Building on the success of the NASA-JAXA Tropical Rainfall Measuring Mission (TRMM), GPM will begin the measurement of global precipitation, a key climate factor. It is an international collaboration that includes NASA and JAXA, with anticipated contributions of data from other international partners.

GPM is also the cornerstone of the multinational Committee on Earth Observation Satellites Precipitation Constellation that addresses one of the key observations of the Global Earth Observation System of Systems. The heart of the GPM mission is a space-borne core observatory which serves as a reference standard to unify measurements from a constellation of multinational research and operational satellites carrying microwave sensors.

GPM will provide uniformly calibrated precipitation measurements globally every 2 to 4 hours for scientific research and societal applications.
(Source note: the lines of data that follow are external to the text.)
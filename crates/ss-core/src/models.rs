//! # Domain Models
//!
//! These structs represent the core entities of StyleSync.
//! Identifiers are plain strings: backend rows carry UUIDs, records created
//! while offline carry `local-<millis>`, and the demo dataset uses short ids.

use bytes::Bytes;
use chrono::{DateTime, NaiveDate, Utc};
use serde::{Deserialize, Serialize};

/// Category id used when grouping items that have no category.
pub const UNCATEGORIZED: &str = "uncategorized";

/// A user profile row. Created by the auth collaborator at sign-up.
#[derive(Debug, Clone, PartialEq, Serialize, Deserialize)]
pub struct User {
    pub id: String,
    pub email: String,
    #[serde(default)]
    pub full_name: Option<String>,
    #[serde(default)]
    pub avatar_url: Option<String>,
    pub created_at: DateTime<Utc>,
    pub updated_at: DateTime<Utc>,
}

/// Classification bucket for items (e.g. shirts, shoes).
#[derive(Debug, Clone, PartialEq, Serialize, Deserialize)]
pub struct Category {
    pub id: String,
    pub name: String,
    #[serde(default)]
    pub description: Option<String>,
    #[serde(default)]
    pub color: Option<String>,
    #[serde(default)]
    pub icon: Option<String>,
    pub created_at: DateTime<Utc>,
}

/// A single wardrobe piece.
#[derive(Debug, Clone, PartialEq, Serialize, Deserialize)]
pub struct Item {
    pub id: String,
    pub user_id: String,
    #[serde(default)]
    pub category_id: Option<String>,
    pub name: String,
    #[serde(default)]
    pub description: Option<String>,
    #[serde(default)]
    pub image_url: Option<String>,
    #[serde(default)]
    pub color: Option<String>,
    #[serde(default)]
    pub brand: Option<String>,
    #[serde(default)]
    pub size: Option<String>,
    #[serde(default)]
    pub is_favorite: bool,
    pub created_at: DateTime<Utc>,
    pub updated_at: DateTime<Utc>,
    /// Expanded `category_id` join, present when the query asked for it.
    #[serde(default, skip_serializing_if = "Option::is_none")]
    pub category: Option<Category>,
}

impl Item {
    /// The bucket this item falls into for random outfit generation.
    pub fn category_key(&self) -> &str {
        self.category_id.as_deref().unwrap_or(UNCATEGORIZED)
    }
}

/// A named collection of item references.
#[derive(Debug, Clone, PartialEq, Serialize, Deserialize)]
pub struct Outfit {
    pub id: String,
    pub user_id: String,
    pub name: String,
    #[serde(default)]
    pub description: Option<String>,
    /// Item ids. May reference items that have since been deleted.
    #[serde(default)]
    pub items: Vec<String>,
    #[serde(default)]
    pub image_url: Option<String>,
    #[serde(default)]
    pub is_starred: bool,
    #[serde(default)]
    pub weather_condition: Option<String>,
    #[serde(default)]
    pub occasion: Option<String>,
    pub created_at: DateTime<Utc>,
    pub updated_at: DateTime<Utc>,
}

/// A planner entry, optionally linked to an outfit.
#[derive(Debug, Clone, PartialEq, Serialize, Deserialize)]
pub struct Event {
    pub id: String,
    pub user_id: String,
    pub title: String,
    #[serde(default)]
    pub description: Option<String>,
    pub date: NaiveDate,
    /// Free-form time of day as entered, e.g. `"10:00"`.
    #[serde(default)]
    pub time: Option<String>,
    #[serde(default)]
    pub location: Option<String>,
    #[serde(default)]
    pub weather_condition: Option<String>,
    #[serde(default)]
    pub outfit_id: Option<String>,
    pub created_at: DateTime<Utc>,
    pub updated_at: DateTime<Utc>,
    #[serde(default, skip_serializing_if = "Option::is_none")]
    pub outfit: Option<Outfit>,
}

/// Owner summary embedded in public board listings.
#[derive(Debug, Clone, PartialEq, Serialize, Deserialize)]
pub struct BoardOwner {
    #[serde(default)]
    pub full_name: Option<String>,
    #[serde(default)]
    pub avatar_url: Option<String>,
}

/// A user-curated moodboard.
#[derive(Debug, Clone, PartialEq, Serialize, Deserialize)]
pub struct Board {
    pub id: String,
    pub user_id: String,
    pub name: String,
    #[serde(default)]
    pub description: Option<String>,
    #[serde(default)]
    pub is_public: bool,
    pub created_at: DateTime<Utc>,
    pub updated_at: DateTime<Utc>,
    #[serde(default, skip_serializing_if = "Option::is_none")]
    pub user: Option<BoardOwner>,
}

/// Placement of an item on a board.
#[derive(Debug, Clone, PartialEq, Serialize, Deserialize)]
pub struct BoardItem {
    pub id: String,
    pub board_id: String,
    pub item_id: String,
    pub position_x: f64,
    pub position_y: f64,
    pub created_at: DateTime<Utc>,
}

#[derive(Debug, Clone, Copy, PartialEq, Serialize, Deserialize)]
pub struct Position {
    pub x: f64,
    pub y: f64,
}

/// A board placement together with the item it points at.
#[derive(Debug, Clone, PartialEq, Serialize, Deserialize)]
pub struct PlacedItem {
    #[serde(flatten)]
    pub placement: BoardItem,
    pub item: Item,
}

/// A board with its placements resolved. Placements whose item no longer
/// exists are dropped.
#[derive(Debug, Clone, PartialEq, Serialize, Deserialize)]
pub struct BoardDetail {
    #[serde(flatten)]
    pub board: Board,
    pub items: Vec<PlacedItem>,
}

/// An outfit with its item references resolved for display.
#[derive(Debug, Clone, PartialEq, Serialize, Deserialize)]
pub struct OutfitWithItems {
    #[serde(flatten)]
    pub outfit: Outfit,
    pub resolved_items: Vec<Item>,
}

/// Counters shown on the profile page.
#[derive(Debug, Clone, Copy, Default, PartialEq, Eq, Serialize, Deserialize)]
pub struct ProfileStats {
    pub items: usize,
    pub outfits: usize,
    pub starred: usize,
    pub events: usize,
}

// ── Drafts and patches ──────────────────────────────────────────────────────

#[derive(Debug, Clone, Default, PartialEq, Serialize, Deserialize)]
pub struct NewItem {
    pub name: String,
    #[serde(default)]
    pub category_id: Option<String>,
    #[serde(default, skip_serializing_if = "Option::is_none")]
    pub description: Option<String>,
    #[serde(default, skip_serializing_if = "Option::is_none")]
    pub image_url: Option<String>,
    #[serde(default, skip_serializing_if = "Option::is_none")]
    pub color: Option<String>,
    #[serde(default, skip_serializing_if = "Option::is_none")]
    pub brand: Option<String>,
    #[serde(default, skip_serializing_if = "Option::is_none")]
    pub size: Option<String>,
    #[serde(default)]
    pub is_favorite: bool,
}

#[derive(Debug, Clone, Default, PartialEq, Serialize, Deserialize)]
pub struct ItemUpdate {
    #[serde(default, skip_serializing_if = "Option::is_none")]
    pub name: Option<String>,
    #[serde(default, skip_serializing_if = "Option::is_none")]
    pub category_id: Option<String>,
    #[serde(default, skip_serializing_if = "Option::is_none")]
    pub description: Option<String>,
    #[serde(default, skip_serializing_if = "Option::is_none")]
    pub image_url: Option<String>,
    #[serde(default, skip_serializing_if = "Option::is_none")]
    pub color: Option<String>,
    #[serde(default, skip_serializing_if = "Option::is_none")]
    pub brand: Option<String>,
    #[serde(default, skip_serializing_if = "Option::is_none")]
    pub size: Option<String>,
    #[serde(default, skip_serializing_if = "Option::is_none")]
    pub is_favorite: Option<bool>,
}

#[derive(Debug, Clone, Default, PartialEq, Serialize, Deserialize)]
pub struct NewOutfit {
    pub name: String,
    #[serde(default, skip_serializing_if = "Option::is_none")]
    pub description: Option<String>,
    #[serde(default)]
    pub items: Vec<String>,
    #[serde(default, skip_serializing_if = "Option::is_none")]
    pub image_url: Option<String>,
    #[serde(default)]
    pub is_starred: bool,
    #[serde(default, skip_serializing_if = "Option::is_none")]
    pub weather_condition: Option<String>,
    #[serde(default, skip_serializing_if = "Option::is_none")]
    pub occasion: Option<String>,
}

#[derive(Debug, Clone, Default, PartialEq, Serialize, Deserialize)]
pub struct OutfitUpdate {
    #[serde(default, skip_serializing_if = "Option::is_none")]
    pub name: Option<String>,
    #[serde(default, skip_serializing_if = "Option::is_none")]
    pub description: Option<String>,
    #[serde(default, skip_serializing_if = "Option::is_none")]
    pub items: Option<Vec<String>>,
    #[serde(default, skip_serializing_if = "Option::is_none")]
    pub image_url: Option<String>,
    #[serde(default, skip_serializing_if = "Option::is_none")]
    pub is_starred: Option<bool>,
    #[serde(default, skip_serializing_if = "Option::is_none")]
    pub weather_condition: Option<String>,
    #[serde(default, skip_serializing_if = "Option::is_none")]
    pub occasion: Option<String>,
}

#[derive(Debug, Clone, PartialEq, Serialize, Deserialize)]
pub struct NewEvent {
    pub title: String,
    pub date: NaiveDate,
    #[serde(default, skip_serializing_if = "Option::is_none")]
    pub description: Option<String>,
    #[serde(default, skip_serializing_if = "Option::is_none")]
    pub time: Option<String>,
    #[serde(default, skip_serializing_if = "Option::is_none")]
    pub location: Option<String>,
    #[serde(default, skip_serializing_if = "Option::is_none")]
    pub weather_condition: Option<String>,
    #[serde(default, skip_serializing_if = "Option::is_none")]
    pub outfit_id: Option<String>,
}

#[derive(Debug, Clone, Default, PartialEq, Serialize, Deserialize)]
pub struct EventUpdate {
    #[serde(default, skip_serializing_if = "Option::is_none")]
    pub title: Option<String>,
    #[serde(default, skip_serializing_if = "Option::is_none")]
    pub date: Option<NaiveDate>,
    #[serde(default, skip_serializing_if = "Option::is_none")]
    pub description: Option<String>,
    #[serde(default, skip_serializing_if = "Option::is_none")]
    pub time: Option<String>,
    #[serde(default, skip_serializing_if = "Option::is_none")]
    pub location: Option<String>,
    #[serde(default, skip_serializing_if = "Option::is_none")]
    pub weather_condition: Option<String>,
    #[serde(default, skip_serializing_if = "Option::is_none")]
    pub outfit_id: Option<String>,
}

#[derive(Debug, Clone, Default, PartialEq, Serialize, Deserialize)]
pub struct NewBoard {
    pub name: String,
    #[serde(default, skip_serializing_if = "Option::is_none")]
    pub description: Option<String>,
    #[serde(default)]
    pub is_public: bool,
}

#[derive(Debug, Clone, Default, PartialEq, Serialize, Deserialize)]
pub struct BoardUpdate {
    #[serde(default, skip_serializing_if = "Option::is_none")]
    pub name: Option<String>,
    #[serde(default, skip_serializing_if = "Option::is_none")]
    pub description: Option<String>,
    #[serde(default, skip_serializing_if = "Option::is_none")]
    pub is_public: Option<bool>,
}

#[derive(Debug, Clone, Default, PartialEq, Serialize, Deserialize)]
pub struct ProfileUpdate {
    #[serde(default, skip_serializing_if = "Option::is_none")]
    pub full_name: Option<String>,
    #[serde(default, skip_serializing_if = "Option::is_none")]
    pub avatar_url: Option<String>,
}

// ── Auth ────────────────────────────────────────────────────────────────────

/// Identity returned by the auth collaborator.
#[derive(Debug, Clone, PartialEq, Serialize, Deserialize)]
pub struct AuthUser {
    pub id: String,
    pub email: String,
    #[serde(default)]
    pub full_name: Option<String>,
}

#[derive(Debug, Clone, PartialEq, Serialize, Deserialize)]
pub struct Session {
    pub access_token: String,
    pub user: AuthUser,
    #[serde(default)]
    pub expires_at: Option<DateTime<Utc>>,
}

/// Result of a sign-up. `session` is `None` while the email address awaits
/// confirmation.
#[derive(Debug, Clone, PartialEq, Serialize, Deserialize)]
pub struct SignUpOutcome {
    pub user: AuthUser,
    #[serde(default)]
    pub session: Option<Session>,
}

/// Sign-up form as submitted by the user.
#[derive(Debug, Clone, Default, PartialEq, Serialize, Deserialize)]
pub struct SignUpRequest {
    pub email: String,
    pub password: String,
    pub confirm_password: String,
    pub full_name: String,
}

/// Federated sign-in providers offered on the login screen.
#[derive(Debug, Clone, Copy, PartialEq, Eq, Serialize, Deserialize)]
#[serde(rename_all = "lowercase")]
pub enum OAuthProvider {
    Google,
    Apple,
}

impl OAuthProvider {
    pub fn as_str(&self) -> &'static str {
        match self {
            OAuthProvider::Google => "google",
            OAuthProvider::Apple => "apple",
        }
    }
}

// ── Uploads ─────────────────────────────────────────────────────────────────

/// An image picked by the user, before it is stored anywhere.
#[derive(Debug, Clone, PartialEq)]
pub struct ImageUpload {
    pub file_name: String,
    /// MIME type reported by the client, if any.
    pub content_type: Option<String>,
    pub data: Bytes,
}

impl ImageUpload {
    /// File extension taken from the last `.` segment of the name.
    pub fn extension(&self) -> &str {
        match self.file_name.rsplit_once('.') {
            Some((_, ext)) if !ext.is_empty() => ext,
            _ => "bin",
        }
    }
}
For the first time, the GPM core observatory sensor measurements will make detailed observations of precipitation particle size distribution, which is key to improving the accuracy of precipitation estimates by microwave radiometers and radars.
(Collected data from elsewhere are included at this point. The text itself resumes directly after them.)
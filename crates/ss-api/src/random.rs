//! # Random outfit assembly
//!
//! Items are grouped by category and one item is drawn from each group.

use chrono::{Datelike, NaiveDate};
use rand::rngs::StdRng;
use rand::{Rng, SeedableRng};
use ss_core::models::{Item, NewOutfit};
use ss_core::traits::RandomSource;
use std::collections::BTreeMap;
use std::sync::Mutex;

pub const RANDOM_OUTFIT_DESCRIPTION: &str = "AI-generated random outfit";

/// Deterministic source for tests and reproducible demos.
pub struct SeededRandom {
    rng: Mutex<StdRng>,
}

impl SeededRandom {
    pub fn new(seed: u64) -> Self {
        Self { rng: Mutex::new(StdRng::seed_from_u64(seed)) }
    }
}

impl RandomSource for SeededRandom {
    fn index(&self, len: usize) -> usize {
        let mut rng = self.rng.lock().unwrap_or_else(|poisoned| poisoned.into_inner());
        rng.gen_range(0..len)
    }
}

/// Thread-local entropy. The production default.
#[derive(Debug, Default, Clone, Copy)]
pub struct ThreadRandom;

impl RandomSource for ThreadRandom {
    fn index(&self, len: usize) -> usize {
        rand::thread_rng().gen_range(0..len)
    }
}

/// Groups items by category id; items without one share the
/// `uncategorized` group. Group order is stable (sorted by key).
pub fn group_by_category(items: Vec<Item>) -> BTreeMap<String, Vec<Item>> {
    let mut groups: BTreeMap<String, Vec<Item>> = BTreeMap::new();
    for item in items {
        groups.entry(item.category_key().to_string()).or_default().push(item);
    }
    groups
}

/// Draws one item id per non-empty group.
pub fn pick_one_per_group(groups: &BTreeMap<String, Vec<Item>>, random: &dyn RandomSource) -> Vec<String> {
    groups
        .values()
        .filter(|group| !group.is_empty())
        .map(|group| group[random.index(group.len())].id.clone())
        .collect()
}

pub fn outfit_name(date: NaiveDate) -> String {
    format!("Random Outfit {}/{}/{}", date.month(), date.day(), date.year())
}

pub fn random_outfit(items: Vec<Item>, random: &dyn RandomSource, today: NaiveDate) -> NewOutfit {
    let groups = group_by_category(items);
    NewOutfit {
        name: outfit_name(today),
        description: Some(RANDOM_OUTFIT_DESCRIPTION.to_string()),
        items: pick_one_per_group(&groups, random),
        is_starred: false,
        ..Default::default()
    }
}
The GPM core observatory will carry a Dual-frequency Precipitation Radar (DPR), which operates at Ku and Ka band frequencies, and a multi-channel GPM Microwave Imager (GMI) operating from 10-183 GHz. The DPR will have greater measurement sensitivity to light rain and snowfall compared to the TRMM radar. The GMI uses a set of frequencies that have been optimized to retrieve heavy, moderate, and light precipitation estimates.
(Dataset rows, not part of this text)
//! # StyleSync facade
//!
//! One entry point per entity, all sharing the injected [`Ports`]. Reads and
//! creates of items, outfits and events go through a [`FallbackChain`];
//! every other write talks to the backend directly and surfaces failures.
//!
//! Writes to existing rows are scoped to the caller: a row owned by someone
//! else reads as not found. Records created offline (`local-<n>` ids) are
//! changed in the local cache instead of the backend.

pub mod auth;
pub mod boards;
pub mod categories;
pub mod diagnostics;
pub mod events;
pub mod items;
pub mod outfits;
pub mod users;

use crate::fallback::{is_local_id, DataSource, FallbackChain, LocalSource, MockSource, RemoteSource};
use crate::local_cache::LocalCache;
use crate::mock;
use crate::record::LocalRecord;
use chrono::{NaiveDate, Utc};
use serde::de::DeserializeOwned;
use serde::Serialize;
use serde_json::Value;
use ss_core::error::{AppError, Result};
use ss_core::models::{Category, Event, Item, Outfit};
use ss_core::query::{Filter, Join, Query, Table};
use ss_core::traits::{AuthProvider, LocalStore, ObjectStore, RandomSource, RowStore};
use std::sync::Arc;

pub use auth::AuthApi;
pub use boards::BoardsApi;
pub use categories::CategoriesApi;
pub use diagnostics::{ConnectionReport, DatabaseReport, DiagnosticsApi, LocalClearReport, StorageReport};
pub use events::EventsApi;
pub use items::ItemsApi;
pub use outfits::OutfitsApi;
pub use users::UsersApi;

/// Collaborators injected into the facade.
#[derive(Clone)]
pub struct Ports {
    pub rows: Arc<dyn RowStore>,
    pub objects: Arc<dyn ObjectStore>,
    pub auth: Arc<dyn AuthProvider>,
    pub local: Arc<dyn LocalStore>,
    pub random: Arc<dyn RandomSource>,
}

#[derive(Debug, Clone)]
pub struct FacadeOptions {
    pub items_bucket: String,
    pub avatars_bucket: String,
    /// Serve the demo dataset for items and categories when everything else fails.
    pub mock_data: bool,
}

impl Default for FacadeOptions {
    fn default() -> Self {
        Self {
            items_bucket: "items".to_string(),
            avatars_bucket: "avatars".to_string(),
            mock_data: true,
        }
    }
}

pub struct StyleSync {
    ports: Ports,
    options: FacadeOptions,
    cache: LocalCache,
    categories: FallbackChain<Category>,
    items: FallbackChain<Item>,
    outfits: FallbackChain<Outfit>,
    events: FallbackChain<Event>,
}

fn owned_sources<R: LocalRecord>(ports: &Ports, cache: &LocalCache) -> Vec<Arc<dyn DataSource<R>>> {
    vec![
        Arc::new(RemoteSource::<R>::new(ports.rows.clone())),
        Arc::new(LocalSource::<R>::new(cache.clone())),
    ]
}

impl StyleSync {
    pub fn new(ports: Ports, options: FacadeOptions) -> Self {
        let cache = LocalCache::new(ports.local.clone());
        let now = Utc::now();

        let mut categories: Vec<Arc<dyn DataSource<Category>>> =
            vec![Arc::new(RemoteSource::<Category>::new(ports.rows.clone()))];
        let mut items = owned_sources::<Item>(&ports, &cache);
        if options.mock_data {
            categories.push(Arc::new(MockSource::new(mock::categories(now))));
            items.push(Arc::new(MockSource::new(mock::items(now))));
        }

        Self {
            categories: FallbackChain::new(categories),
            items: FallbackChain::new(items),
            outfits: FallbackChain::new(owned_sources::<Outfit>(&ports, &cache)),
            events: FallbackChain::new(owned_sources::<Event>(&ports, &cache)),
            ports,
            options,
            cache,
        }
    }

    pub fn users(&self) -> UsersApi<'_> {
        UsersApi { app: self }
    }

    pub fn categories(&self) -> CategoriesApi<'_> {
        CategoriesApi { app: self }
    }

    pub fn items(&self) -> ItemsApi<'_> {
        ItemsApi { app: self }
    }

    pub fn outfits(&self) -> OutfitsApi<'_> {
        OutfitsApi { app: self }
    }

    pub fn events(&self) -> EventsApi<'_> {
        EventsApi { app: self }
    }

    pub fn boards(&self) -> BoardsApi<'_> {
        BoardsApi { app: self }
    }

    pub fn auth(&self) -> AuthApi<'_> {
        AuthApi { app: self }
    }

    pub fn diagnostics(&self) -> DiagnosticsApi<'_> {
        DiagnosticsApi { app: self }
    }

    pub fn options(&self) -> &FacadeOptions {
        &self.options
    }

    fn today() -> NaiveDate {
        Utc::now().date_naive()
    }

    // ── Direct backend access (no fallback) ────────────────────────────────

    async fn select_rows<T: DeserializeOwned>(&self, query: &Query) -> Result<Vec<T>> {
        let rows = self
            .ports
            .rows
            .select(query)
            .await
            .map_err(|e| AppError::operation(&format!("read {}", query.table), e))?;
        rows.into_iter().map(|row| Ok(serde_json::from_value(row)?)).collect()
    }

    async fn insert_row<T: DeserializeOwned>(&self, table: Table, row: Value, joins: &[Join]) -> Result<T> {
        let stored = self
            .ports
            .rows
            .insert(table, row, joins)
            .await
            .map_err(|e| AppError::operation(&format!("create {table}"), e))?;
        Ok(serde_json::from_value(stored)?)
    }

    /// Updates row `id` if it also satisfies `scope`.
    async fn update_row<T: DeserializeOwned>(
        &self,
        table: Table,
        id: &str,
        scope: &[Filter],
        patch: &impl Serialize,
        joins: &[Join],
    ) -> Result<T> {
        let patch = serde_json::to_value(patch)?;
        let stored = self
            .ports
            .rows
            .update(table, id, scope, patch, joins)
            .await
            .map_err(|e| AppError::operation(&format!("update {table} {id}"), e))?
            .ok_or_else(|| AppError::not_found(table.entity(), id))?;
        Ok(serde_json::from_value(stored)?)
    }

    async fn delete_row(&self, table: Table, id: &str, scope: &[Filter]) -> Result<()> {
        let deleted = self
            .ports
            .rows
            .delete(table, id, scope)
            .await
            .map_err(|e| AppError::operation(&format!("delete {table} {id}"), e))?;
        if !deleted {
            return Err(AppError::not_found(table.entity(), id));
        }
        Ok(())
    }

    /// Updates one of `owner`'s items, outfits or events.
    async fn update_owned<R: LocalRecord>(&self, owner: &str, id: &str, patch: &impl Serialize) -> Result<R> {
        if is_local_id(id) {
            let patch = serde_json::to_value(patch)?;
            return self
                .cache
                .update::<R>(owner, id, &patch)
                .await
                .ok_or_else(|| AppError::not_found(R::TABLE.entity(), id));
        }
        self.update_row(R::TABLE, id, &[Filter::owned_by(owner)], patch, &R::joins()).await
    }

    /// Deletes one of `owner`'s items, outfits or events.
    async fn delete_owned<R: LocalRecord>(&self, owner: &str, id: &str) -> Result<()> {
        if is_local_id(id) {
            if !self.cache.remove::<R>(owner, id).await {
                return Err(AppError::not_found(R::TABLE.entity(), id));
            }
            return Ok(());
        }
        self.delete_row(R::TABLE, id, &[Filter::owned_by(owner)]).await
    }
}

/// Rejects blank required fields before anything is sent.
pub(crate) fn require(field: &str, value: &str) -> Result<()> {
    if value.trim().is_empty() {
        return Err(AppError::validation(format!("{field} is required")));
    }
    Ok(())
}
Through the agreement, NASA is responsible for the GPM core observatory spacecraft bus, the GMI carried by it, and a second GMI to be flown on a partner-provided Low-Inclination Observatory. JAXA will supply the DPR for the core observatory, an H-IIA rocket for the core observatory’s launch in July 2013 and data from a conical-scanning microwave imager on the upcoming Global Change Observation Mission satellite.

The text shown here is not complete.